So wählen Sie die richtige künstliche Intelligenz für Ihr Unternehmen aus
Vertrieb und Leads

So wählen Sie die richtige künstliche Intelligenz für Ihr Unternehmen aus

Erfahren Sie, wie Sie die Zuverlässigkeit einer KI für Ihr Unternehmen bewerten, häufige Fehler vermeiden und die Leistung vor jeder Investition konkret testen können.

Redazione Leader2418. Juni 20266 Min. LesezeitSpunto da OpenAI Blog

Kennst du diese kleine Stimme, die dir sagt, du sollst ein neues Tool ausprobieren, weil es perfekt zu sein scheint, und gleich darauf kommt eine andere, die dich zurückhält und fragt: Was wäre, wenn es einem Kunden eine falsche Antwort gibt und den Ruf ruiniert? Das passiert oft, wenn man eine künstliche Intelligenz entdeckt. Die Wahrheit ist: Du brauchst keinen Techniker, um zu verstehen, ob diese KI für dein Unternehmen bereit ist, sondern eine klare Methode. Schließlich simuliert unser Gehirn soziale Interaktionen bereits, bevor sie stattfinden, und denselben Ansatz kannst du auch auf eine Maschine anwenden.

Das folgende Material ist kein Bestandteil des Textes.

//! External service interactions
//!
//! This module contains services for interacting with external systems:
//! - Project file loading and saving
//! - Utterance dataset paging
//! - Background page fetching
//! - Authorization checks

pub mod authorization;
pub mod dataset;
pub mod fetch_runner;
pub mod project;

pub use authorization::{Authorizer, CapabilityAuthorizer, EDIT_RULES};
pub use dataset::{load_page, DatasetError, Page};
pub use fetch_runner::{FetchMessage, FetchRunner};
pub use project::{load_project, save_project, ProjectError};
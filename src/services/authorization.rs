//! Authorization checks
//!
//! Components never look permissions up themselves; the shell passes an
//! [`Authorizer`] in and the result of each check is handed to the
//! component on every draw.

use std::collections::HashSet;

/// Capability required to edit slot-filling rules
pub const EDIT_RULES: &str = "stories:w";

pub trait Authorizer {
    /// Whether `capability` is granted within the scope `scope_id`
    fn can(&self, capability: &str, scope_id: &str) -> bool;
}

/// Grants from a static list of capabilities
///
/// An entry `cap` applies to every scope; `cap@scope` applies only to that
/// scope.
#[derive(Debug, Clone, Default)]
pub struct CapabilityAuthorizer {
    granted: HashSet<String>,
}

impl CapabilityAuthorizer {
    pub fn new<I, S>(capabilities: I) -> Self
    where
        I: IntoIterator<Item = S>,
        S: Into<String>,
    {
        Self {
            granted: capabilities.into_iter().map(Into::into).collect(),
        }
    }
}

impl Authorizer for CapabilityAuthorizer {
    fn can(&self, capability: &str, scope_id: &str) -> bool {
        self.granted.contains(capability)
            || self.granted.contains(&format!("{}@{}", capability, scope_id))
    }
}

#[cfg(test)]
mod tests {
    use super::*;

    #[test]
    fn test_global_grant() {
        let auth = CapabilityAuthorizer::new(["stories:w"]);
        assert!(auth.can(EDIT_RULES, "bf"));
        assert!(auth.can(EDIT_RULES, "other"));
        assert!(!auth.can("nlu-data:w", "bf"));
    }

    #[test]
    fn test_scoped_grant() {
        let auth = CapabilityAuthorizer::new(["stories:w@bf", "stories:r"]);
        assert!(auth.can(EDIT_RULES, "bf"));
        assert!(!auth.can(EDIT_RULES, "other"));
        assert!(auth.can("stories:r", "other"));
    }

    #[test]
    fn test_no_grants() {
        let auth = CapabilityAuthorizer::default();
        assert!(!auth.can(EDIT_RULES, "bf"));
    }
}
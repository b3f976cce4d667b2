//! Windowed table component
//!
//! Renders a large, incrementally loaded list of records. Only the rows in
//! the visible window are built into widgets. When the window reaches rows
//! that are not loaded yet, the table asks its owner for more through
//! [`Action::LoadMore`]; after the window settles it reports the loaded
//! records in view through [`Action::VisibleItemsChanged`].
//!
//! The table does not own its data. The owner passes rows, the
//! `has_more` flag and pinned rows on every draw and tick.

use crate::action::Action;
use crate::component::Component;
use crate::debounce::Debouncer;
use crate::model::{Columns, Pagination, Row};
use anyhow::Result;
use crossterm::event::{KeyCode, KeyEvent, KeyModifiers, MouseEvent, MouseEventKind};
use ratatui::{
    layout::{Constraint, Direction, Layout, Rect},
    style::{Color, Modifier, Style},
    text::{Line, Span},
    widgets::{
        Block, Borders, Cell, Paragraph, Row as TableRow, Scrollbar, ScrollbarOrientation,
        ScrollbarState, Table,
    },
    Frame,
};
use std::time::{Duration, Instant};

/// Text shown for rows that are not loaded yet
pub const LOADING_TEXT: &str = "Loading...";

/// Height of the header row in lines
const HEADER_HEIGHT: u16 = 1;

/// Inclusive range of row indices
pub type IndexWindow = (usize, usize);

// ═══════════════════════════════════════════════════════════════════════════════
// Sizing
// ═══════════════════════════════════════════════════════════════════════════════

/// A table dimension: a literal size or "fill what is left"
#[derive(Debug, Clone, Copy, PartialEq, Eq, Default)]
pub enum TableSize {
    Fixed(u16),
    #[default]
    Auto,
}

/// Height of the scrolling region
///
/// `Auto` fills the viewport below the table's top edge, minus the header
/// when one is shown.
pub fn resolve_height(
    size: TableSize,
    viewport_height: u16,
    offset_top: u16,
    show_header: bool,
) -> u16 {
    match size {
        TableSize::Fixed(height) => height,
        TableSize::Auto => {
            let header = if show_header { HEADER_HEIGHT } else { 0 };
            viewport_height.saturating_sub(offset_top).saturating_sub(header)
        }
    }
}

// ═══════════════════════════════════════════════════════════════════════════════
// Infinite loader
// ═══════════════════════════════════════════════════════════════════════════════

/// Decides which unloaded ranges to request when the window moves
///
/// Scans the window plus `threshold` rows on either side, groups unloaded
/// indices into contiguous ranges and widens each to at least
/// `minimum_batch_size`. A range set identical to the previous request is
/// not requested again; there is no retry.
#[derive(Debug, Clone)]
pub struct InfiniteLoader {
    threshold: usize,
    minimum_batch_size: usize,
    last_requested: Vec<IndexWindow>,
}

impl Default for InfiniteLoader {
    fn default() -> Self {
        Self::new(15, 10)
    }
}

impl InfiniteLoader {
    pub fn new(threshold: usize, minimum_batch_size: usize) -> Self {
        Self {
            threshold,
            minimum_batch_size: minimum_batch_size.max(1),
            last_requested: Vec::new(),
        }
    }

    /// Unloaded ranges around the window
    pub fn unloaded_ranges(
        &self,
        window: IndexWindow,
        pagination: &Pagination,
    ) -> Vec<IndexWindow> {
        let item_count = pagination.item_count();
        if item_count == 0 {
            return Vec::new();
        }
        let (start, stop) = window;
        let scan_start = start.saturating_sub(self.threshold);
        let scan_stop = (stop + self.threshold).min(item_count - 1);

        let mut ranges: Vec<IndexWindow> = Vec::new();
        for index in scan_start..=scan_stop {
            if pagination.is_loaded(index) {
                continue;
            }
            match ranges.last_mut() {
                Some((_, range_stop)) if *range_stop + 1 == index => *range_stop = index,
                _ => ranges.push((index, index)),
            }
        }

        for (range_start, range_stop) in &mut ranges {
            *range_stop = (*range_stop).max(*range_start + self.minimum_batch_size - 1);
        }
        ranges
    }

    /// Ranges to request for a newly rendered window
    pub fn on_items_rendered(
        &mut self,
        window: IndexWindow,
        pagination: &Pagination,
    ) -> Vec<IndexWindow> {
        let ranges = self.unloaded_ranges(window, pagination);
        if ranges == self.last_requested {
            return Vec::new();
        }
        self.last_requested = ranges.clone();
        ranges
    }
}

// ═══════════════════════════════════════════════════════════════════════════════
// Windowed Table
// ═══════════════════════════════════════════════════════════════════════════════

/// Data the owner hands to the table on every draw and tick
pub struct TableRenderContext<'a> {
    pub rows: &'a [Row],
    pub has_more: bool,
    /// Rows rendered above the body, outside the index space
    pub pinned: &'a [Row],
    /// Whether the table currently has keyboard focus
    pub focused: bool,
}

impl TableRenderContext<'_> {
    pub fn pagination(&self) -> Pagination {
        Pagination::new(self.rows.len(), self.has_more)
    }
}

/// Virtualized, incrementally loaded table
pub struct WindowedTable {
    columns: Columns,
    title: String,
    height: TableSize,
    width: TableSize,
    /// Blank lines between the pinned rows and the body
    gutter: u16,
    /// Whether the owner wants visible-item reports
    report_visible: bool,

    /// Selected row index
    selected: usize,
    /// Index of the first rendered row
    scroll: usize,
    /// Rows that fit in the body at the last draw
    body_height: usize,
    /// Addressable rows at the last draw or tick
    item_count: usize,

    /// Window last seen by `tick`
    last_window: Option<IndexWindow>,
    loader: InfiniteLoader,
    visible_debounce: Debouncer<IndexWindow>,
}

Warum du bei KI niemals nach dem Prinzip „einfach loslegen und hoffen“ vorgehen solltest

Der häufigste Fehler besteht darin, KI wie ein herkömmliches Programm zu behandeln. Ein Verwaltungssystem wiederholt immer denselben Vorgang und eine Tabellenkalkulation liefert immer dasselbe Ergebnis, während künstliche Intelligenz aus den Daten lernt, mit denen sie trainiert wird, und ihr Verhalten im Voraus nicht vollständig vorhersehbar ist. Das verändert die Art und Weise, wie du sie vor der Einführung bewerten musst. Frage daher einen Anbieter im Gespräch, ob er Einsatzsimulationen auf der Grundlage realer, anonymisierter Gespräche durchgeführt hat. Wenn die Antwort vage ausfällt oder er dich lediglich mit der Aussage beruhigt, dass es funktioniert, ist das bereits ein erstes Warnsignal, das du nicht ignorieren solltest.

Wie man erkennt, ob die KI robust ist oder nur ein Spielzeug

Ein zuverlässiges System gerät nicht ins Stocken, sobald die Bedingungen von den Idealbedingungen abweichen. Es funktioniert natürlich gut, wenn alles ordentlich ist, aber in der Realität kommen Nachrichten oft hastig geschrieben, mit Tippfehlern, mehrdeutigen Anfragen oder in Dialekt verfasst. Wenn die KI schon ins Straucheln gerät, sobald ein Kunde ein Komma falsch setzt, ist sie kein professionelles Werkzeug. Nehmen wir zum Beispiel eine Immobilienagentur, die KI zur Qualifizierung von Leads einsetzt: Auf eine einfache Nachricht wie „Könnt ihr mir sagen, ob die Wohnung in der Innenstadt noch frei ist?“ kann auf eine viel ausführlichere Nachricht folgen, in der der Kunde erzählt, dass er die Wohnung am Vortag besichtigt hat und sie seiner Frau am Samstagmorgen früh zeigen möchte. Die Robustheit zeigt sich gerade in solchen Fällen, nämlich in der Fähigkeit, die richtigen Informationen zu extrahieren, ohne dabei den Überblick zu verlieren. Prüfe außerdem, ob du den Ton der Antworten individuell anpassen kannst, denn wenn die KI eine „Black Box“ ist und du sie nicht an deine Art der Kundenkommunikation anpassen kannst, ist sie für ein Unternehmen nicht geeignet.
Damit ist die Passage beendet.